Uma relação entre termossensibilidade e floculação foi sugerida por
Bossier et ai (1997) que descreveu que células de S. cerevisiae tornaram-se
mais termorresistentes quando capazes de flocular. Dado que a floculação em
geral ocorre na fase pós-diauxica, a resistência à elevação da temperatura
poderá ser relacionada com um aumento da tolerância geral a diferentes
formas de stress que ocorre na fase estacionária (Fuge, 1997). Não obstante,
os resultados obtidos podem indicar que a p37 está envolvida num mecanismo
de protecção contra o stress térmico que conduz à floculação. Assim, o
mutante não será capaz de flocular e igualmente de não resistir a temperaturas
elevadas. Já Rose (1984), relacionou o fenómeno de floculação com um
mecanismo de resistência ao stress, justificando a ocorrência da floculação de
leveduras na natureza, pelo facto de a formação de flocos levar à constituição
de microambientes favoráveis às células como resposta a factores adversos. A
própria indução da floculação da K. marxianus, pressupõe a existência de um
stress, quer por elevação de temperatura, quer por fermentação em contínuo
que origina a existência de elevado número de células bastante velhas nos
biorreactores (Fernandes, 1994). Também Moradas-Ferreira et ai (1994)

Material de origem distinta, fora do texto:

use async_trait::async_trait;
use gloo_net::http::Request;
use serde::{Deserialize, Serialize};
use std::fmt;

/// randomuser.me API endpoint
pub const RANDOM_USER_ENDPOINT: &str = "https://randomuser.me/api/";

/// Message shown to the user for any failed fetch
pub const FETCH_FAILED_MESSAGE: &str = "Failed to fetch user. Please try again.";

// =============================================================================
// Wire types
// =============================================================================

/// Response envelope from randomuser.me
#[derive(Debug, Clone, Serialize, Deserialize)]
pub struct RandomUserResponse {
    pub results: Vec<RandomUserRecord>,
}

/// A single generated user. Only the fields the card shows are modelled.
#[derive(Debug, Clone, Serialize, Deserialize)]
pub struct RandomUserRecord {
    pub name: RandomUserName,
    pub email: String,
    pub location: RandomUserLocation,
    pub picture: RandomUserPicture,
    pub login: RandomUserLogin,
}

#[derive(Debug, Clone, Serialize, Deserialize)]
pub struct RandomUserName {
    pub first: String,
    pub last: String,
}

#[derive(Debug, Clone, Serialize, Deserialize)]
pub struct RandomUserLocation {
    pub street: RandomUserStreet,
    pub city: String,
    pub country: String,
}

#[derive(Debug, Clone, Serialize, Deserialize)]
pub struct RandomUserStreet {
    pub number: u32,
    pub name: String,
}

#[derive(Debug, Clone, Serialize, Deserialize)]
pub struct RandomUserPicture {
    pub large: String,
}

#[derive(Debug, Clone, Serialize, Deserialize)]
pub struct RandomUserLogin {
    pub uuid: String,
}

// =============================================================================
// Display model
// =============================================================================

/// Render-ready shape of one fetched user, rebuilt in full on every fetch
#[derive(Debug, Clone, PartialEq, Eq)]
pub struct DisplayProfile {
    pub name: String,
    pub email: String,
    pub address: String,
    pub image_url: String,
    pub reference_id: String,
}

impl From<&RandomUserRecord> for DisplayProfile {
    fn from(record: &RandomUserRecord) -> Self {
        let location = &record.location;
        Self {
            name: format!("{} {}", record.name.first, record.name.last),
            email: record.email.clone(),
            address: format!(
                "{} {}, {}, {}",
                location.street.number, location.street.name, location.city, location.country
            ),
            image_url: record.picture.large.clone(),
            reference_id: record.login.uuid.clone(),
        }
    }
}

/// Parse a response body and map its first record
pub fn parse_profile(body: &str) -> Result<DisplayProfile, FetchError> {
    let response: RandomUserResponse =
        serde_json::from_str(body).map_err(|e| FetchError::Decode(e.to_string()))?;

    response
        .results
        .first()
        .map(DisplayProfile::from)
        .ok_or(FetchError::EmptyResults)
}

// =============================================================================
// Errors
// =============================================================================

/// Fetch/parse failure
#[derive(Debug, Clone, PartialEq, Eq)]
pub enum FetchError {
    /// Request never produced a response
    Network(String),
    /// Non-2xx response
    Status { code: u16, text: String },
    /// Body was not the expected JSON shape
    Decode(String),
    /// Envelope parsed but held no records
    EmptyResults,
}

impl FetchError {
    /// The static string surfaced in the widget, whatever the cause
    pub fn user_message(&self) -> &'static str {
        FETCH_FAILED_MESSAGE
    }
}

impl fmt::Display for FetchError {
    fn fmt(&self, f: &mut fmt::Formatter<'_>) -> fmt::Result {
        match self {
            Self::Network(msg) => write!(f, "Request failed: {}", msg),
            Self::Status { code, text } => write!(f, "HTTP error: {} {}", code, text),
            Self::Decode(msg) => write!(f, "Failed to parse response: {}", msg),
            Self::EmptyResults => write!(f, "Response contained no users"),
        }
    }
}

impl std::error::Error for FetchError {}

// =============================================================================
// Sources
// =============================================================================

/// Anything that can produce one display profile per call
#[async_trait(?Send)]
pub trait ProfileSource {
    async fn fetch_profile(&self) -> Result<DisplayProfile, FetchError>;
}

/// HTTP client for randomuser.me
#[derive(Debug, Clone, PartialEq)]
pub struct RandomUserApi {
    endpoint: String,
}

impl RandomUserApi {
    pub fn new(endpoint: impl Into<String>) -> Self {
        Self {
            endpoint: endpoint.into(),
        }
    }
}

impl Default for RandomUserApi {
    fn default() -> Self {
        Self::new(RANDOM_USER_ENDPOINT)
    }
}

#[async_trait(?Send)]
impl ProfileSource for RandomUserApi {
    async fn fetch_profile(&self) -> Result<DisplayProfile, FetchError> {
        log::debug!("Requesting random user from {}", self.endpoint);

        let response = Request::get(&self.endpoint)
            .send()
            .await
            .map_err(|e| FetchError::Network(e.to_string()))?;

        if !response.ok() {
            return Err(FetchError::Status {
                code: response.status(),
                text: response.status_text(),
            });
        }

        let body = response
            .text()
            .await
            .map_err(|e| FetchError::Decode(e.to_string()))?;

        parse_profile(&body)
    }
}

referiu a floculação de Kluyveromyces marxianus como um mecanismo de
defesa desenvolvido pelas células para sobreviver quando sujeitas a stress,
nomeadamente falta de nutrientes.
132
Capítulo 5
6- O gene GAP1 codificante para a p37 contribui para a actividade
enzimática GAPDH total da célula .
A elevada homologia entre a p37 e a enzima gliceraldeído-3-fosfato
desidrogenase fizeram suspeitar de que a proteína pudesse desempenhar uma
função adicional, dando uma contribuição para a capacidade glicolítica total da
célula. Uma natureza enzimática da p37 foi indicada ao determinar-se a
actividade GAPDH total, que se mostrou diminuída nas células mutantes gapl.

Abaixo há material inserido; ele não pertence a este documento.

use dioxus::prelude::*;

/// "Thank you" layer drawn over the card after the user clicks Appreciate.
/// Unmounted entirely while hidden.
#[component]
pub fn AppreciationOverlay(visible: bool) -> Element {
    if !visible {
        return rsx! {};
    }

    rsx! {
        div {
            class: "absolute inset-0 flex items-center justify-center bg-white/90 animate-in fade-in duration-300",
            role: "alert",
            h2 {
                class: "text-3xl font-bold text-black animate-bounce",
                "❤️ Thank you ✨"
            }
        }
    }
}
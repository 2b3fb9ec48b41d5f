//! Widget configuration
//!
//! Provided once from `App` through Dioxus context and read by the widget.

use std::time::Duration;

use crate::services::random_user::RANDOM_USER_ENDPOINT;

/// How long the "Thank you" overlay stays up
pub const ACKNOWLEDGE_DELAY_MS: u64 = 2000;

/// Author credited in the page footer
pub const CREATED_BY: &str = "Ismail Ahmed Shah";

/// Cosmetic variant of the card. Both variants render the same content.
#[derive(Clone, Copy, Debug, PartialEq, Eq, Default)]
pub enum CardStyle {
    /// Gradient page background and gradient card header
    #[default]
    Gradient,
    /// Flat neutral page with a bordered card
    Minimal,
}

impl CardStyle {
    pub fn as_str(&self) -> &'static str {
        match self {
            CardStyle::Gradient => "gradient",
            CardStyle::Minimal => "minimal",
        }
    }

    pub fn from_str(s: &str) -> Self {
        match s {
            "minimal" => CardStyle::Minimal,
            _ => CardStyle::Gradient,
        }
    }
}

#[derive(Clone, Debug, PartialEq)]
pub struct WidgetConfig {
    /// Endpoint returning a randomuser.me style envelope
    pub endpoint: String,
    pub acknowledge_delay: Duration,
    pub style: CardStyle,
    /// Footer credit, no footer when `None`
    pub credit: Option<String>,
}

impl Default for WidgetConfig {
    fn default() -> Self {
        Self {
            endpoint: RANDOM_USER_ENDPOINT.to_string(),
            acknowledge_delay: Duration::from_millis(ACKNOWLEDGE_DELAY_MS),
            style: CardStyle::default(),
            credit: Some(CREATED_BY.to_string()),
        }
    }
}

impl WidgetConfig {
    pub fn with_style(mut self, style: CardStyle) -> Self {
        self.style = style;
        self
    }
}

/// Pick the card variant from a page query string such as `?style=minimal`
pub fn style_from_query(search: &str) -> CardStyle {
    search
        .trim_start_matches('?')
        .split('&')
        .filter_map(|pair| pair.split_once('='))
        .find(|(key, _)| *key == "style")
        .map(|(_, value)| CardStyle::from_str(value))
        .unwrap_or_default()
}
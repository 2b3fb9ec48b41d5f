pub mod use_acknowledgment;

pub use use_acknowledgment::use_acknowledgment;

A interpretação dos resultados levou à conclusão que o gene GAP1 codificante
para a p37, contribui 25% para a actividade GAPDH total, quando se utiliza
glucose como fonte de carbono e 50% quando etanol é utilizado. O facto de
que a expressão do gene GAP1, ao contrário do que sucede com o GAP2, é
aumentada quando as células crescem em etanol (Fernandes et ai, 1995), está
de acordo com esses resultados. No entanto, em etanol não se pode
considerar que esse aumento de actividade enzimática corresponda a um
acréscimo de actividade glicolítica, pelo que se pode supor a existência de
funções alternativas para a proteína. A confirmar a actividade enzimática da
p37, foi verificado no transformante GAP1 de S. cerevisiae, o aumento de cerca
de 30% na actividade GAPDH total relativamente às células selvagens.
Concordante com estes resultados é o facto de se ter observado que o mutante
gapl apresenta um metabolismo mais fermentativo relativamente à K.
marxianus selvagem, produzindo maiores quantidades de etanol no seu
crescimento. De facto, já que a p37 apresenta actividade enzimática, a sua
ausência afecta provavelmente a taxa de obtenção de energia e equivalentes
redutores, geralmente obtidas na via glicolítica, pelo que as células recorrem a
133
Capítulo 5
um metabolismo mais fermentativo, que constitui uma via menos eficiente, mas
mais rápida, de obtenção de energia. Alterações a nível metabólico são
igualmente patentes nas diferenças notadas a nível de crescimento celular,
nomeadamente no que diz respeito à maior duração da fase "lag", significativa
de um atraso no arranque do crescimento das células, cujo metabolismo foi
alterado relativamente ao organismo selvagem. Tais alterações metabólicas
são esperadas em organismos que sofreram manipulações genéticas
(Vergéres et ai, 1993).
7- A p37 presente na parede celular encontra-se enzimaticamente
activa
O facto da p37 se acumular na parede celular levantou a questão de se
a sua integração nesse organelo levaria a uma alteração conformacional que
originasse a perda de actividade enzimática. Os resultados obtidos
demonstraram que a proteína mantém, (ou readquire após inserção na parede)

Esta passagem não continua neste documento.